What to work on. Once you find the line that contains "impl IntoResponse for", write out that line and every line after it to the end of the records, exactly and with nothing else.

[Stored data entries]
________

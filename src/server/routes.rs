//! Route table for the page host.

use axum::routing::{get, post};
use axum::Router;
use tower_http::trace::TraceLayer;

use super::handlers;
use super::ServerState;

pub fn create_router(state: ServerState) -> Router {
    Router::new()
        .route("/", get(handlers::index))
        .route("/static/style.css", get(handlers::stylesheet))
        .route("/api/sessions/:id/actions", post(handlers::dispatch_action))
        .route("/api/sessions/:id/view", get(handlers::poll_view))
        .route("/api/sessions/:id/state", get(handlers::session_state))
        .layer(TraceLayer::new_for_http())
        .with_state(state)
}
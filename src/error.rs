//! Error types for the page host surface.
//!
//! The view controller itself has no failure paths; these only arise when
//! parsing input from outside (CLI flags, HTTP requests).

use axum::http::StatusCode;
use axum::response::{IntoResponse, Response};
use uuid::Uuid;

#[derive(Debug, thiserror::Error)]
pub enum AppError {
    #[error("unknown tab: {0}")]
    UnknownTab(String),
    #[error("unknown processing status: {0}")]
    UnknownStatus(String),
    #[error("session not found: {0}")]
    SessionNotFound(Uuid),
}

impl AppError {
    pub fn status_code(&self) -> StatusCode {
        match self {
            AppError::UnknownTab(_) | AppError::UnknownStatus(_) => StatusCode::BAD_REQUEST,
            AppError::SessionNotFound(_) => StatusCode::NOT_FOUND,
        }
    }
}

impl IntoResponse for AppError {
    fn into_response(self) -> Response {
        (self.status_code(), self.to_string()).into_response()
    }
}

________

Task response.
impl IntoResponse for AppError {
    fn into_response(self) -> Response {
        (self.status_code(), self.to_string()).into_response()
    }
}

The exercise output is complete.